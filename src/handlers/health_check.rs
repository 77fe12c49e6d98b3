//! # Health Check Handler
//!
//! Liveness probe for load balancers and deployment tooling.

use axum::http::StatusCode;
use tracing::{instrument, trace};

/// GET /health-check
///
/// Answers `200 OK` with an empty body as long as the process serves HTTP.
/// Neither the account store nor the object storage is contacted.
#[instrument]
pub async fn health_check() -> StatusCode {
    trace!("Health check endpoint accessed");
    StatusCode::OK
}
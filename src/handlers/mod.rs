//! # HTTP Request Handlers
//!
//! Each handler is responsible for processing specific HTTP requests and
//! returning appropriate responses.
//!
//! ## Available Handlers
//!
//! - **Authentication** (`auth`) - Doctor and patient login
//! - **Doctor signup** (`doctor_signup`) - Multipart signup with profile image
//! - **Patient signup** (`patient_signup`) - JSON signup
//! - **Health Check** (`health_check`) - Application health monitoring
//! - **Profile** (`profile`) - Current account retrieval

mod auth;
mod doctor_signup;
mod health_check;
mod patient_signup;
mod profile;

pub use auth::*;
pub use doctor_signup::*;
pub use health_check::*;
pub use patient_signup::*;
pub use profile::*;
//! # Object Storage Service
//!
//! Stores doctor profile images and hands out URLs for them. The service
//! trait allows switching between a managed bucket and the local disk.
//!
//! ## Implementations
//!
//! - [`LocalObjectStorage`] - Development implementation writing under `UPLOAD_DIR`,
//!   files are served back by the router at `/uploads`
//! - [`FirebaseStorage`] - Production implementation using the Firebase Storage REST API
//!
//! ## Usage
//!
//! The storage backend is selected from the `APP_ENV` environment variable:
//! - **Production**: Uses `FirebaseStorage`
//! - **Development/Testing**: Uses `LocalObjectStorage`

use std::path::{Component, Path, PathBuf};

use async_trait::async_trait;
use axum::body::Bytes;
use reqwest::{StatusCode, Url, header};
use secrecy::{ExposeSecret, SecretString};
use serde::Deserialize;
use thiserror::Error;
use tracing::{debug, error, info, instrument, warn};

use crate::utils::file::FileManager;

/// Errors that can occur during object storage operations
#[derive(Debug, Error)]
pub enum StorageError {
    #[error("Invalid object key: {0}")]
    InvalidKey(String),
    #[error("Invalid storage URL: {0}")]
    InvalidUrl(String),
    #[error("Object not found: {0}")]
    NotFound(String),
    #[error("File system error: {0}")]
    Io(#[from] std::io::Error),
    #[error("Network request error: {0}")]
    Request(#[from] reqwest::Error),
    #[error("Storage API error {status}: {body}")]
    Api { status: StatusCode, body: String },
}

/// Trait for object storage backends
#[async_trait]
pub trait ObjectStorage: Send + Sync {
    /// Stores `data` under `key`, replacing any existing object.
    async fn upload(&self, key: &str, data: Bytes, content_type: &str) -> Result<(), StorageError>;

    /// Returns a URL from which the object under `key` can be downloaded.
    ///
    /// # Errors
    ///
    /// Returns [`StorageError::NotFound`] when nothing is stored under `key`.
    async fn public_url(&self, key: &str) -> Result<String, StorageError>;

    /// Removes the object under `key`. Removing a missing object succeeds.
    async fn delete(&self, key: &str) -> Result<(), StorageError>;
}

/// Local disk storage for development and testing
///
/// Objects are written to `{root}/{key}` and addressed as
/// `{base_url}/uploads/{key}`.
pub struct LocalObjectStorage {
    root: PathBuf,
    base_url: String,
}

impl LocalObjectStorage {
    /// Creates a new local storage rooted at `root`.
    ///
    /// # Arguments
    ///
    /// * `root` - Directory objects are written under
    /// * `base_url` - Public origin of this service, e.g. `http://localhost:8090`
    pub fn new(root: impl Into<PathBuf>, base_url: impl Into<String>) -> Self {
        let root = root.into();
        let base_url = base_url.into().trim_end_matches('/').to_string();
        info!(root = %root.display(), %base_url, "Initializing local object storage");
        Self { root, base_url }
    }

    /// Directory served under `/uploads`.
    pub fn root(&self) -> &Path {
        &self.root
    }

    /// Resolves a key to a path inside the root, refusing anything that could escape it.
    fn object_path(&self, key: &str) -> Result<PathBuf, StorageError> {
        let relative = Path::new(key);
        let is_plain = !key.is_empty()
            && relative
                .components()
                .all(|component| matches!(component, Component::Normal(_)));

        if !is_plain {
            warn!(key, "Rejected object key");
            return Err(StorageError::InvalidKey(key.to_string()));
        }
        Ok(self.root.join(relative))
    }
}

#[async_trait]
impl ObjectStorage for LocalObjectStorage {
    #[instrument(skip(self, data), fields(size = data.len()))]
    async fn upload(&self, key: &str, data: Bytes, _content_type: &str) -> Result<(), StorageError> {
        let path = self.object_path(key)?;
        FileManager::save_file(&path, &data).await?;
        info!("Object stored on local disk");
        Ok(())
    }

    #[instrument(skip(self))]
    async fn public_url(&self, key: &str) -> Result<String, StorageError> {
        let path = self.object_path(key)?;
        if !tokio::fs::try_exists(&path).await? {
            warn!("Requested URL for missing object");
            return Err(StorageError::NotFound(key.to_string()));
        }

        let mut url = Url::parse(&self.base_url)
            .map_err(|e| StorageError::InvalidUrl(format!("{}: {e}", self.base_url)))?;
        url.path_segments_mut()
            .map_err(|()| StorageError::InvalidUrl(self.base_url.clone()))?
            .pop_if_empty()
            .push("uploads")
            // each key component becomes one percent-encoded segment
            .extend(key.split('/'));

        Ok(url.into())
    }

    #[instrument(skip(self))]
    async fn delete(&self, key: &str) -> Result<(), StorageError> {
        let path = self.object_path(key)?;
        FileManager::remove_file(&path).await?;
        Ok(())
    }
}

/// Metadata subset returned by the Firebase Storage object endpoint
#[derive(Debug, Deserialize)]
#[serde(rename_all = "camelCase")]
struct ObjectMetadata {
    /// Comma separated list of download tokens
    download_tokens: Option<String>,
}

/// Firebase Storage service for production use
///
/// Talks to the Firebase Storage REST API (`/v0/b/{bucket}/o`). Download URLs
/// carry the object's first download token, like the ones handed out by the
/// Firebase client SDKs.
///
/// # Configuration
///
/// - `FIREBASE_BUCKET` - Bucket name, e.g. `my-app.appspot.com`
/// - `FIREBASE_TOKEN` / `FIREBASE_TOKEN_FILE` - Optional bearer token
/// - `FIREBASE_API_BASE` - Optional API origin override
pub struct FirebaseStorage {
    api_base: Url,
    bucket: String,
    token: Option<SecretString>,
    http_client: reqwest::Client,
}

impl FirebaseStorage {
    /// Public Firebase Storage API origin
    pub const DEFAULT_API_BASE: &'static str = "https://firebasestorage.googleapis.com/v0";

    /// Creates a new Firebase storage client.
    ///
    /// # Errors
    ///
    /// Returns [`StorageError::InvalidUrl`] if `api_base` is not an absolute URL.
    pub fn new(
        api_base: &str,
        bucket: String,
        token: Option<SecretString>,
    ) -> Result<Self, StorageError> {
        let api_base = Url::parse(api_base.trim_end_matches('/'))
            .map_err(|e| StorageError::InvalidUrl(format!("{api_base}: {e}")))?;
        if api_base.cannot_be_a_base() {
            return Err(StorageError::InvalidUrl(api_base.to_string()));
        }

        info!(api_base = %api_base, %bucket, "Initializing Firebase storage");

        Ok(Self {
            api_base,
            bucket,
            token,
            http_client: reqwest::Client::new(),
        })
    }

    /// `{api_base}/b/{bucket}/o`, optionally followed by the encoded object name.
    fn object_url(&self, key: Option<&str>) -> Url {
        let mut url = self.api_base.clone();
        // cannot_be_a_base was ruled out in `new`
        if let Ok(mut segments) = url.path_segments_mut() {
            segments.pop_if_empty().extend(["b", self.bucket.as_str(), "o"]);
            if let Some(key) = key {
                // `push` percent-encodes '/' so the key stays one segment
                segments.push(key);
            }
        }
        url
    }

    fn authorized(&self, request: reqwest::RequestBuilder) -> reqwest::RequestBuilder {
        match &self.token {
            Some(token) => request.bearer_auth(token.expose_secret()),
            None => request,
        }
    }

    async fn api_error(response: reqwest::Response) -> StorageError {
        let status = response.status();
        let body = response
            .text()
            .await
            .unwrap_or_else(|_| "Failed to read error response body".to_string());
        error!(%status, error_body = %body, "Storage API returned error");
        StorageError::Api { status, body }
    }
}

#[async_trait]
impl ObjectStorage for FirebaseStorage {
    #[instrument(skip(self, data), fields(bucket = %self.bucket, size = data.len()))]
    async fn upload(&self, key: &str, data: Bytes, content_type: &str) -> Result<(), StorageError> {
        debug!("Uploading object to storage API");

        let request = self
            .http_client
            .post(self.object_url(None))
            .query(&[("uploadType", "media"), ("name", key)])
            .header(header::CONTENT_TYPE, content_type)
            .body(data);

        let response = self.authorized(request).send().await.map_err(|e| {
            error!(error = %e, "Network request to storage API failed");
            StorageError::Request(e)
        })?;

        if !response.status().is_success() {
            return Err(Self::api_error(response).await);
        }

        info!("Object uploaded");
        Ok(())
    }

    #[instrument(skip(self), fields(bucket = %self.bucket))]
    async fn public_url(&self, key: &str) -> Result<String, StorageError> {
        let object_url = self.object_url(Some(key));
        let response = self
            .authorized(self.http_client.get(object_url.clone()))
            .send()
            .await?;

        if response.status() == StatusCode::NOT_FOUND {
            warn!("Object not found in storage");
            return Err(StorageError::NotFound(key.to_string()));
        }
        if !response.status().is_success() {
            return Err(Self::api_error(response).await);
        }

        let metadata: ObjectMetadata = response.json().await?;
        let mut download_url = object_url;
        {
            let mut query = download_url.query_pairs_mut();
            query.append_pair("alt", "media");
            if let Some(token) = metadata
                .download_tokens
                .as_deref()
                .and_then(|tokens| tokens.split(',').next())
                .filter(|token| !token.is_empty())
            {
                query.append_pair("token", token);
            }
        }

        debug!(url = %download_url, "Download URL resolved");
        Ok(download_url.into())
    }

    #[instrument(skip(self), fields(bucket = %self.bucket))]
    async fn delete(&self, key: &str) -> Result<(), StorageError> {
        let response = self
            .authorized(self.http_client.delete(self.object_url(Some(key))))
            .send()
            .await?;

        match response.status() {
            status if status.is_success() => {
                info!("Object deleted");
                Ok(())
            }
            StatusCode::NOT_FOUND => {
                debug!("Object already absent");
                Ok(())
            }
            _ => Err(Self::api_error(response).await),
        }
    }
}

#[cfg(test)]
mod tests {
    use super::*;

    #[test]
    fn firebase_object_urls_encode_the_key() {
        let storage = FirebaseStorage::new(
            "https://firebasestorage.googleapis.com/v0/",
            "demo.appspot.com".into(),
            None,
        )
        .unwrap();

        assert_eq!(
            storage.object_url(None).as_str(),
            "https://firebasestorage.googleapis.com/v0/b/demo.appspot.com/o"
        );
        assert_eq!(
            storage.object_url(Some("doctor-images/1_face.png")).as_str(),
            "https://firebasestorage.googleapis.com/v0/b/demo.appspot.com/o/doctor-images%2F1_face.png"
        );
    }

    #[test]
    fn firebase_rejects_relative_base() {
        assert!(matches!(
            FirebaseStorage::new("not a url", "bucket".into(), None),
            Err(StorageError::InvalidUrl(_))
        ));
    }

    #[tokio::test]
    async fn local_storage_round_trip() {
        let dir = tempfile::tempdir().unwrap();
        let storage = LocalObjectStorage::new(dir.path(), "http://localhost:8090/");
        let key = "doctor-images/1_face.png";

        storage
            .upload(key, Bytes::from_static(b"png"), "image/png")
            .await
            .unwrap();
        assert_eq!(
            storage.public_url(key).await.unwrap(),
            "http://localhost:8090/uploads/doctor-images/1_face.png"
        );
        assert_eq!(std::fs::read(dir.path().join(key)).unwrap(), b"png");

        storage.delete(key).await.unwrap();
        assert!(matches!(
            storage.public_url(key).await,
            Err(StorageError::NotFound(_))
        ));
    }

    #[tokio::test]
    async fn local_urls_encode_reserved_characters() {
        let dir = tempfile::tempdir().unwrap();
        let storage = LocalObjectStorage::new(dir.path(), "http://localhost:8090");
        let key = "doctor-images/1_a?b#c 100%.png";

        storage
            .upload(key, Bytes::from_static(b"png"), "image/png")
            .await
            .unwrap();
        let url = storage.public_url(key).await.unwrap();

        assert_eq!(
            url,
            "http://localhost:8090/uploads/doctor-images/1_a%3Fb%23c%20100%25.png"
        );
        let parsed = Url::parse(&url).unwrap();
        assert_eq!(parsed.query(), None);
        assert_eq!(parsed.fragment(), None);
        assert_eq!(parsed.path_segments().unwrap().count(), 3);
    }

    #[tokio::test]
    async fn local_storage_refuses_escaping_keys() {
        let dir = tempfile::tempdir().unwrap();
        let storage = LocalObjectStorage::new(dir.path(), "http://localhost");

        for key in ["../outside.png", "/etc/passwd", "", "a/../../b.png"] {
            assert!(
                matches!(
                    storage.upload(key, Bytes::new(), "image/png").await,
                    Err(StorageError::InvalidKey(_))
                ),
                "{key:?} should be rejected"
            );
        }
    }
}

━━━

From the entries above, print the lines beginning at the one with "for production use" and stopping after the one with "Optional bearer token", exactly as written and with nothing else.

/// Firebase Storage service for production use
///
/// Talks to the Firebase Storage REST API (`/v0/b/{bucket}/o`). Download URLs
/// carry the object's first download token, like the ones handed out by the
/// Firebase client SDKs.
///
/// # Configuration
///
/// - `FIREBASE_BUCKET` - Bucket name, e.g. `my-app.appspot.com`
/// - `FIREBASE_TOKEN` / `FIREBASE_TOKEN_FILE` - Optional bearer token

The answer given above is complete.